**Exercise description**
Isolate every line in the records below with "type" in it.
##### Data under study #####
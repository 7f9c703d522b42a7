use std::panic::AssertUnwindSafe;
use std::sync::Arc;

use futures::FutureExt;

use crate::core::{
    domain::Metrics,
    errors::JudgeError,
    pipeline::judging::judge_submission,
    traits::{
        job::{Job, JobSource, ProblemLoader},
        sandbox::{Isolation, Sandbox},
    },
    verdict::Report,
};

/// Consumes jobs one at a time until the source runs dry. A failing or
/// panicking job is reported as a judge error and never stops the loop.
#[derive(Debug)]
pub struct Worker<L, S> {
    source: Arc<dyn JobSource>,
    loader: L,
    isolation: Arc<S>,
}

impl<L, S> Worker<L, S>
where
    L: ProblemLoader,
    S: Isolation,
    S::Sandbox: Sandbox<Outcome = Metrics>,
{
    pub fn new(source: Arc<dyn JobSource>, loader: L, isolation: Arc<S>) -> Self {
        Self {
            source,
            loader,
            isolation,
        }
    }

    /// Returns the number of jobs processed.
    #[tracing::instrument(skip_all)]
    pub async fn run(&self) -> usize {
        let mut processed = 0;
        while let Some(submission_id) = self.source.next_job().await {
            let report = self.judge(&submission_id).await;
            if let Err(e) = self.source.submit(&submission_id, &report).await {
                tracing::error!(error = %e, "Failed to submit report");
            }
            processed += 1;
        }
        tracing::info!(processed, "Job source exhausted");
        processed
    }

    #[tracing::instrument(skip(self))]
    async fn judge(&self, submission_id: &str) -> Report {
        match AssertUnwindSafe(self.try_judge(submission_id))
            .catch_unwind()
            .await
        {
            Ok(Ok(report)) => report,
            Ok(Err(e)) => {
                tracing::error!(error = %e, "Judging failed");
                Report::JudgeError
            }
            Err(panic) => {
                let msg = panic
                    .downcast_ref::<&str>()
                    .map(|msg| msg.to_string())
                    .or_else(|| panic.downcast_ref::<String>().cloned())
                    .unwrap_or_default();
                tracing::error!(panic = %msg, "Judging panicked");
                Report::JudgeError
            }
        }
    }

    async fn try_judge(&self, submission_id: &str) -> Result<Report, JudgeError> {
        let Job {
            submission,
            mut problem,
        } = self.loader.load(submission_id).await?;
        judge_submission(&submission, &mut problem, self.isolation.clone()).await
    }
}
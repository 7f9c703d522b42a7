use std::collections::HashMap;
use std::path::PathBuf;

use serde::Deserialize;
use uuid::Uuid;

use crate::core::{
    domain::{CheckerJudgement, Limits, Metrics},
    errors::CheckError,
    executable::{Executable, Invocation},
    testset::Test,
    traits::sandbox::{Isolation, RunOutcome, Sandbox},
    verdict::TestVerdict,
};

/// How a checker reports its decision.
#[derive(Clone, Copy, Debug, PartialEq, Eq, Deserialize)]
#[serde(rename_all = "lowercase")]
pub enum CheckerProtocol {
    /// The judgement file carries a `status` line.
    Custom,
    /// The checker's own termination decides; the judgement file is only
    /// a message.
    Testlib,
}

/// Parses newline separated `key: value` pairs.
fn parse_judgement(contents: &str) -> HashMap<String, String> {
    contents
        .lines()
        .filter_map(|line| line.split_once(':'))
        .map(|(key, value)| (key.trim().to_string(), value.trim().to_string()))
        .collect()
}

#[derive(Debug)]
pub struct Checker<I: Isolation> {
    executable: Executable<I>,
    protocol: CheckerProtocol,
}

impl<I: Isolation> Checker<I> {
    pub fn new(executable: Executable<I>, protocol: CheckerProtocol) -> Self {
        Self {
            executable,
            protocol,
        }
    }

    pub fn protocol(&self) -> CheckerProtocol {
        self.protocol
    }

    /// Judges `output` against `answer` for the given `input`.
    #[tracing::instrument(skip_all, fields(protocol = ?self.protocol))]
    pub async fn check(
        &self,
        input: &[u8],
        output: &[u8],
        answer: &[u8],
    ) -> Result<CheckerJudgement, CheckError> {
        let dir = tempfile::tempdir()?;
        let prefix = Uuid::new_v4().simple().to_string();
        let names = ["input", "output", "answer", "judgement"]
            .map(|role| format!("{}-{}.txt", prefix, role));
        let paths: Vec<PathBuf> = names.iter().map(|name| dir.path().join(name)).collect();

        let empty: &[u8] = &[];
        for (path, data) in paths.iter().zip([input, output, answer, empty]) {
            tokio::fs::write(path, data).await?;
        }

        let judgement_name = names[3].clone();
        let finished = self
            .executable
            .run(
                Invocation::new()
                    .files(paths)
                    .args(names)
                    .collect(judgement_name.clone()),
            )
            .await?;
        let contents = finished
            .collected
            .get(&judgement_name)
            .map(|data| String::from_utf8_lossy(data).into_owned());

        let judgement = match self.protocol {
            CheckerProtocol::Custom => {
                let contents = contents.ok_or_else(|| CheckError::MalformedJudgement {
                    msg: "checker removed its judgement file".to_string(),
                })?;
                let mut properties = parse_judgement(&contents);
                let status = properties.remove("status").ok_or_else(|| {
                    CheckError::MalformedJudgement {
                        msg: format!("no status in {:?}", contents),
                    }
                })?;
                CheckerJudgement::new(status.to_lowercase(), properties.remove("message"))
            }
            CheckerProtocol::Testlib => {
                let status = if finished.outcome.is_ok() { "ok" } else { "wa" };
                CheckerJudgement::new(status, Some(contents.unwrap_or_default()))
            }
        };

        tracing::debug!(?judgement, outcome = ?finished.outcome, "Checker finished");
        Ok(judgement)
    }

    /// Runs `submission` on `test` under `limits`, judges its output and
    /// records the verdict on the test. A submission that does not
    /// terminate normally is never checked.
    #[tracing::instrument(skip_all, fields(test = test.number))]
    pub async fn eval<S>(
        &self,
        submission: &Executable<S>,
        test: &mut Test,
        limits: &Limits,
    ) -> Result<(), CheckError>
    where
        S: Isolation,
        S::Sandbox: Sandbox<Outcome = Metrics>,
    {
        let input = test.input.read().await?;
        let finished = submission
            .run(
                Invocation::new()
                    .stdin(input.clone())
                    .capture_stdout()
                    .limits(limits.clone()),
            )
            .await?;
        let metrics = finished.outcome;

        if !metrics.is_ok() {
            tracing::info!(status = %metrics.status, "Submission did not terminate normally");
            test.record_verdict(TestVerdict::new(metrics.status.as_str(), metrics))?;
            return Ok(());
        }

        let answer = test.answer.read().await?;
        let judgement = self.check(&input, &finished.stdout, &answer).await?;
        tracing::info!(status = %judgement.status, "Test judged");
        test.record_verdict(TestVerdict::new(judgement.status, metrics))?;
        Ok(())
    }
}
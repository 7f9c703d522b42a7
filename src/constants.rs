use crate::core::domain::Limits;

pub const STDIN_FILE: &str = "__data.in";
pub const STDOUT_FILE: &str = "__data.out";
pub const META_FILE: &str = "__test.meta";

/// The only environment a confined program gets.
pub const SANDBOX_PATH_ENV: &str = "PATH=/usr/local/sbin:/usr/local/bin:/usr/sbin:/usr/bin:/sbin:/bin";

/// Seconds a confined program may overrun its time limit before it is killed.
pub const EXTRA_TIME_SECS: u64 = 1;

/// Used for compilation and for confined runs that come without limits.
/// Far above any single test limit.
pub const DEFAULT_LIMITS: Limits = Limits {
    time_ms: 15_000,
    memory_kb: 512 * 1024,
    real_time_ms: 30_000,
};

pub const DEFAULT_RUN_COMMAND: &str = "{0} {1}";
pub const ARTIFACT_EXTENSION: &str = "out";
pub const TRUSTED_DIR_PREFIX: &str = "trusted-";
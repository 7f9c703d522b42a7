use std::path::{Path, PathBuf};
use std::sync::{Arc, Mutex};

use crate::{
    core::{
        domain::{Limits, Metrics, Status},
        errors::SandboxError,
        traits::sandbox::{Isolation, Sandbox},
    },
    sandbox::link_files,
};

/// What a stub sandbox was asked to do.
#[derive(Clone, Debug)]
pub struct StubRun {
    pub command: String,
    pub files: Vec<PathBuf>,
    pub stdin: Option<Vec<u8>>,
    pub limits: Option<Limits>,
    pub box_path: PathBuf,
}

/// Isolation that never starts a process: every run reports the same
/// metrics and output. Scratch directories are real, so teardown can be
/// observed.
#[derive(Clone, Debug)]
pub struct StubIsolation {
    metrics: Metrics,
    stdout: Vec<u8>,
    runs: Arc<Mutex<Vec<StubRun>>>,
}

impl StubIsolation {
    pub fn new(metrics: Metrics, stdout: Vec<u8>) -> Self {
        Self {
            metrics,
            stdout,
            runs: Arc::default(),
        }
    }

    pub fn runs(&self) -> Vec<StubRun> {
        self.runs.lock().map(|runs| runs.clone()).unwrap_or_default()
    }
}

impl Default for StubIsolation {
    fn default() -> Self {
        Self::new(Metrics::new(0, 0, 0, Status::Ok), Vec::new())
    }
}

impl Isolation for StubIsolation {
    type Sandbox = StubBox;

    fn sandbox(&self, files: Vec<PathBuf>) -> StubBox {
        StubBox {
            isolation: self.clone(),
            files,
            dir: None,
        }
    }
}

#[derive(Debug)]
pub struct StubBox {
    isolation: StubIsolation,
    files: Vec<PathBuf>,
    dir: Option<tempfile::TempDir>,
}

#[async_trait::async_trait]
impl Sandbox for StubBox {
    type Outcome = Metrics;

    async fn acquire(&mut self) -> Result<(), SandboxError> {
        self.dir = Some(tempfile::tempdir()?);
        Ok(())
    }

    fn box_path(&self) -> Result<&Path, SandboxError> {
        self.dir
            .as_ref()
            .map(|dir| dir.path())
            .ok_or(SandboxError::NotAcquired)
    }

    #[tracing::instrument(skip(self, stdout))]
    async fn run(
        &mut self,
        command: &str,
        stdin: Option<&[u8]>,
        stdout: Option<&mut Vec<u8>>,
        limits: Option<&Limits>,
    ) -> Result<Metrics, SandboxError> {
        let box_path = self.box_path()?.to_path_buf();
        link_files(&box_path, &self.files).await?;

        if let Ok(mut runs) = self.isolation.runs.lock() {
            runs.push(StubRun {
                command: command.to_string(),
                files: self.files.clone(),
                stdin: stdin.map(<[u8]>::to_vec),
                limits: limits.cloned(),
                box_path,
            });
        }
        if let Some(stdout) = stdout {
            stdout.extend_from_slice(&self.isolation.stdout);
        }

        tracing::debug!("Stub run result: {:?}", self.isolation.metrics);
        Ok(self.isolation.metrics.clone())
    }

    async fn release(&mut self) -> Result<(), SandboxError> {
        self.dir = None;
        Ok(())
    }
}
#####
**Task response**
    type Sandbox = StubBox;
    type Outcome = Metrics;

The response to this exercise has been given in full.